Culture is not a perk. It is not a slogan on a wall. It is the operating system that powers customer acquisition, team performance, recruiting, and long-term growth. And at a time when the fastest growing share of new mortgages comes from first-time buyers and diverse or emerging market segments, culture is no longer optional. It is the strategy.

I learned about culture’s role in trust building long before I had a title. I grew up in a low-income community where people survived by leaning on one another. My grandfather took me to the barbershop every week, even though he was bald. I used to joke that he went for the gossip, not the haircut. What I did not understand then was that the barbershop was a community institution of trust. People traded advice, shared opportunities, and helped one another navigate life. It was trust in action. It was community. It was culture. That simple environment shaped the way I lead today.

Trust is the only thing that can cut through fear, complexity, and industry jargon. And as the market evolves, trust is increasingly the first thing first-time buyers are looking for. Today’s borrower, especially the emerging homebuyer, is walking into the market with real concerns. Rising costs, confusing guidelines, cultural barriers, past financial trauma, and years of hearing that homeownership is not for them. This group does not want marketing. They want guidance. They want someone who speaks plainly, listens without judgment, and meets them where they are, in the barber or beauty shop, at the pulpit, and at the corner store.

This is where inclusive leadership, culture building, and market outreach collide. Not as separate ideas, but as one strategy. Inclusion happens when people know they belong, they are respected, and they can speak honestly without punishment. When truth surfaces, it becomes fuel for growth and innovation. Innovation does not come from people who are scared. It comes from people who feel seen and trusted.

Team composition matters. Representation matters. Communication style matters. If your staff does not resemble your market, you are competing with one hand tied behind your back.

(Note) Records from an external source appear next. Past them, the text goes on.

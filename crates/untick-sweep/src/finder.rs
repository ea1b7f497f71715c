//! Checked-element finder.

use std::collections::HashSet;

use crate::dom::Dom;
use crate::error::DomError;
use crate::selector::Selector;

/// Every element that currently looks checked.
///
/// Matches of the three predicate groups are concatenated (native inputs,
/// explicit ARIA checkboxes, anything `aria-checked="true"`) and then
/// de-duplicated keeping the first occurrence, so an element that matches
/// several groups is returned once.
pub async fn find_checked<D: Dom>(dom: &D) -> Result<Vec<D::Node>, DomError> {
    let mut seen = HashSet::new();
    let mut found = Vec::new();

    for selector in Selector::CHECKED_GROUPS {
        for node in dom.query_all(selector).await? {
            if seen.insert(node.clone()) {
                found.push(node);
            }
        }
    }

    Ok(found)
}

#[cfg(test)]
#[path = "finder_tests.rs"]
mod tests;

When borrowers see someone who understands their story or hear someone who communicates in their language, the whole experience changes. Fear drops. Confidence rises. Suddenly, the homeownership dream feels possible.

Inclusive leadership is not an HR trend. It is a customer acquisition strategy. You can buy marketing, leads, and even talent. You cannot buy culture. Culture is the unseen engine behind every number you brag about. It decides how your team reacts when the pressure hits. It decides whether your best people become recruiters or flight risks.

At Southern Bancorp, we built a mortgage team grounded in this philosophy. This was not accidental. It was intentional, and it changed everything. We train cultural fluency in underwriting. We train effective communication that makes sense to the communities we serve. And we encourage our staff to stay connected to their local institutions of trust —barbershops, churches, community centers, and corner stores. These are not marketing channels. They are places where people tell the truth about their fears and hopes, where business happens as a byproduct of trust.

Here is what happens when you build culture first and lead with education as your marketing tool. Loan officers get warm introductions from trusted community partners, not cold leads. Processors receive cleaner files because borrowers understand the rules of engagement and process. Leaders spend less time firefighting and more time coaching. Teams collaborate more naturally because everyone believes in the mission. And customers show up educated, prepared, and confident, which raises both production and performance.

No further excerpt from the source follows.